(PROVIDED DATA Opens)

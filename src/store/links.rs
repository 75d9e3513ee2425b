use crate::actions::Action;
use crate::environment::types::Links;

/// Discovered links accumulate; a newer link replaces one of the same name
pub fn reduce(state: Links, action: &Action) -> Links {
    match action {
        Action::StoreLinks { links } => links.clone().union(state),
        Action::LogoutRequest => Links::default(),
        _ => state,
    }
}
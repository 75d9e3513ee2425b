fn main() -> std::process::ExitCode {
    doer::run()
}
use crate::actions::{load_history_view_action, load_todos_view_action, Action};
use crate::effect::Dispatcher;
use crate::environment::types::Route;
use crate::environment::Environment;
use crate::store::State;

/// The protected views. Both bootstrap their data when mounted and show
/// a loader until it arrived.
#[derive(Debug, Clone, Copy, Eq, PartialEq)]
pub enum View {
    Todos,
    History,
}

impl View {
    fn load_action(&self) -> Action {
        match self {
            View::Todos => load_todos_view_action(),
            View::History => load_history_view_action(),
        }
    }

    /// Without a session this redirects to the login and returns false
    pub fn mount(&self, environment: &Environment, dispatcher: &Dispatcher) -> bool {
        if environment.session_token().is_none() {
            environment.navigate(Route::Login);
            return false;
        }
        dispatcher.put(self.load_action());
        true
    }

    pub fn is_loaded(&self, state: &State) -> bool {
        match self {
            View::Todos => state.load_view.todos_view_loaded,
            View::History => state.load_view.history_view_loaded,
        }
    }
}
use crate::actions::{logout_request_action, Action};
use crate::environment::Environment;

pub const BRAND: &str = "Doer";

#[derive(Debug, Clone, Copy, Eq, PartialEq)]
pub enum MenuItem {
    Logout,
}

/// The menu only exists while a session token is persisted
pub fn menu(environment: &Environment) -> Vec<MenuItem> {
    match environment.session_token() {
        Some(_) => vec![MenuItem::Logout],
        None => Vec::new(),
    }
}

pub fn select(item: MenuItem) -> Action {
    match item {
        MenuItem::Logout => logout_request_action(),
    }
}

#[cfg(test)]
mod tests {
    use super::*;
    use crate::environment::repository::{Repository, SESSION_TOKEN_KEY};
    use crate::environment::Persistence;
    use std::sync::Arc;

    #[test]
    fn test_logout_only_with_session() {
        let repository = Arc::new(Repository::in_memory());
        let (environment, _) = Environment::new(
            url::Url::parse("http://some.api/").unwrap(),
            repository.clone(),
        );
        assert!(menu(&environment).is_empty());
        repository.set(SESSION_TOKEN_KEY, "socooltoken").unwrap();
        assert_eq!(menu(&environment), vec![MenuItem::Logout]);
        assert_eq!(select(MenuItem::Logout), Action::LogoutRequest);
    }
}
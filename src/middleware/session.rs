use crate::actions::{
    clear_errors_action, get_list_request_action, persist_link_action, store_errors_action,
    store_session_action, Action,
};
use crate::effect::{Dispatcher, Effect};
use crate::environment::model::Response;
use crate::environment::repository::{LINK_KEY, SESSION_TOKEN_KEY};
use crate::environment::types::{Link, Route, SessionResponse, NOW};
use crate::environment::Environment;
use crate::store::State;

pub fn middleware(
    action: &Action,
    state: &State,
    environment: &Environment,
    dispatcher: &Dispatcher,
) -> Effect {
    match action {
        Action::SignupRequest { link, signup_info } => {
            let body = serde_json::to_value(signup_info);
            start_session(link.clone(), body, environment, dispatcher)
        }
        Action::LoginRequest { link, login_info } => {
            let body = serde_json::to_value(login_info);
            start_session(link.clone(), body, environment, dispatcher)
        }
        Action::LogoutRequest => {
            for key in [SESSION_TOKEN_KEY, LINK_KEY] {
                if let Err(e) = environment.repository.remove(key) {
                    log::error!("Could not remove {key}: {e}");
                }
            }
            environment.navigate(Route::Login);
            Effect::NONE
        }
        Action::StoreSession { token } => {
            if let Err(e) = environment.repository.set(SESSION_TOKEN_KEY, token) {
                log::error!("Could not persist session: {e}");
            }
            let link = state.links.get("list").cloned().unwrap_or_default();
            let effect = Effect::action(get_list_request_action(NOW, link));
            environment.navigate(Route::Root);
            effect
        }
        _ => Effect::NONE,
    }
}

fn start_session(
    link: Link,
    body: serde_json::Result<serde_json::Value>,
    environment: &Environment,
    dispatcher: &Dispatcher,
) -> Effect {
    let body = match body {
        Ok(body) => body,
        Err(e) => {
            log::error!("Could not encode credentials: {e}");
            return Effect::NONE;
        }
    };
    let model = environment.model.clone();
    let environment = environment.clone();
    let dispatcher = dispatcher.clone();
    Effect::merge2(
        Effect::action(clear_errors_action()),
        Effect::task(async move {
            match model.post::<_, SessionResponse>(&link, Some(&body)).await {
                Ok(Response::Success(response)) => {
                    dispatcher.put(store_session_action(response.session.token));
                    dispatcher.put(persist_link_action(response.links.root));
                    environment.navigate(Route::Root);
                }
                Ok(Response::Invalid(errors)) => dispatcher.put(store_errors_action(errors)),
                Err(e) => log::error!("session request to {} dropped: {e}", link.href),
            }
        }),
    )
}
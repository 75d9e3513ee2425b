pub mod actions;
mod app;
pub mod components;
pub mod effect;
pub mod environment;
pub mod middleware;
pub mod store;

pub use app::{run, AppError};
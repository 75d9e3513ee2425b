use serde_json::{from_slice, to_string_pretty};
use std::collections::HashMap;
use std::path::{Path, PathBuf};
use std::sync::{Arc, Mutex};

const STORAGE_PATH: &str = "storage.json";

/// Key of the persisted session token
pub const SESSION_TOKEN_KEY: &str = "sessionToken";
/// Key of the persisted root link
pub const LINK_KEY: &str = "link";

#[derive(Debug, thiserror::Error)]
pub enum RepositoryError {
    #[error("Could not access {path}: {source}")]
    Io {
        path: PathBuf,
        source: std::io::Error,
    },
    #[error("Could not parse {path}: {source}")]
    Json {
        path: PathBuf,
        source: serde_json::Error,
    },
    #[error("Storage Data Error: {0}")]
    Poisoned(String),
}

/// Durable key/value storage that survives restarts
pub trait Persistence: Send + Sync {
    fn get(&self, key: &str) -> Option<String>;
    fn set(&self, key: &str, value: &str) -> Result<(), RepositoryError>;
    fn remove(&self, key: &str) -> Result<(), RepositoryError>;
}

/// A `Persistence` backed by a json document in a directory. Without a
/// directory it only lives in memory.
#[derive(Clone, Default)]
pub struct Repository {
    path: Option<PathBuf>,
    values: Arc<Mutex<HashMap<String, String>>>,
}

impl std::fmt::Debug for Repository {
    fn fmt(&self, f: &mut std::fmt::Formatter<'_>) -> std::fmt::Result {
        f.debug_struct("Repository")
            .field("path", &self.path)
            .finish()
    }
}

impl Repository {
    pub fn new(directory: impl AsRef<Path>) -> Result<Self, RepositoryError> {
        let directory = directory.as_ref();
        if !directory.exists() {
            std::fs::create_dir_all(directory).map_err(|source| RepositoryError::Io {
                path: directory.to_path_buf(),
                source,
            })?;
        }
        let path = directory.join(STORAGE_PATH);
        let values = read(&path)?.unwrap_or_default();

        // Try to write the values. Otherwise fail early
        write(&path, &values)?;

        Ok(Self {
            path: Some(path),
            values: Arc::new(Mutex::new(values)),
        })
    }

    pub fn in_memory() -> Self {
        Self::default()
    }

    /// The platform config directory
    pub fn default_directory() -> Option<PathBuf> {
        use directories_next::ProjectDirs;
        ProjectDirs::from("com", "doer", "doer").map(|dirs| dirs.config_dir().to_path_buf())
    }

    fn mutate(
        &self,
        mutation: impl FnOnce(&mut HashMap<String, String>),
    ) -> Result<(), RepositoryError> {
        let mut values = self
            .values
            .lock()
            .map_err(|e| RepositoryError::Poisoned(format!("{e:?}")))?;
        mutation(&mut values);
        match self.path {
            Some(ref path) => write(path, &values),
            None => Ok(()),
        }
    }
}

impl Persistence for Repository {
    fn get(&self, key: &str) -> Option<String> {
        self.values.lock().ok()?.get(key).cloned()
    }

    fn set(&self, key: &str, value: &str) -> Result<(), RepositoryError> {
        self.mutate(|values| {
            values.insert(key.to_string(), value.to_string());
        })
    }

    fn remove(&self, key: &str) -> Result<(), RepositoryError> {
        self.mutate(|values| {
            values.remove(key);
        })
    }
}

fn read(path: &Path) -> Result<Option<HashMap<String, String>>, RepositoryError> {
    if !path.exists() {
        return Ok(None);
    };
    let data = std::fs::read(path).map_err(|source| RepositoryError::Io {
        path: path.to_path_buf(),
        source,
    })?;
    let values = from_slice(&data).map_err(|source| RepositoryError::Json {
        path: path.to_path_buf(),
        source,
    })?;
    Ok(Some(values))
}

fn write(path: &Path, values: &HashMap<String, String>) -> Result<(), RepositoryError> {
    let data = to_string_pretty(values).map_err(|source| RepositoryError::Json {
        path: path.to_path_buf(),
        source,
    })?;
    std::fs::write(path, data).map_err(|source| RepositoryError::Io {
        path: path.to_path_buf(),
        source,
    })
}

#[cfg(test)]
mod tests {
    use super::*;

    #[test]
    fn test_in_memory_roundtrip() {
        let repository = Repository::in_memory();
        assert_eq!(repository.get(SESSION_TOKEN_KEY), None);
        repository.set(SESSION_TOKEN_KEY, "socooltoken").unwrap();
        assert_eq!(repository.get(SESSION_TOKEN_KEY).as_deref(), Some("socooltoken"));
        repository.remove(SESSION_TOKEN_KEY).unwrap();
        assert_eq!(repository.get(SESSION_TOKEN_KEY), None);
    }

    #[test]
    fn test_values_survive_reload() {
        let dir = tempfile::tempdir().unwrap();
        {
            let repository = Repository::new(dir.path()).unwrap();
            repository.set(LINK_KEY, "http://some.api/endpoint").unwrap();
            repository.set(SESSION_TOKEN_KEY, "token").unwrap();
            repository.remove(SESSION_TOKEN_KEY).unwrap();
        }
        let repository = Repository::new(dir.path()).unwrap();
        assert_eq!(
            repository.get(LINK_KEY).as_deref(),
            Some("http://some.api/endpoint")
        );
        assert_eq!(repository.get(SESSION_TOKEN_KEY), None);
    }

    #[test]
    fn test_corrupt_storage_is_an_error() {
        let dir = tempfile::tempdir().unwrap();
        std::fs::write(dir.path().join(STORAGE_PATH), "not json").unwrap();
        assert!(matches!(
            Repository::new(dir.path()),
            Err(RepositoryError::Json { .. })
        ));
    }
}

(PROVIDED DATA Closes)

Gather each line from the entries above that includes the word "mutation".

[RESPONSE TO THE TASK]
        mutation: impl FnOnce(&mut HashMap<String, String>),
        mutation(&mut values);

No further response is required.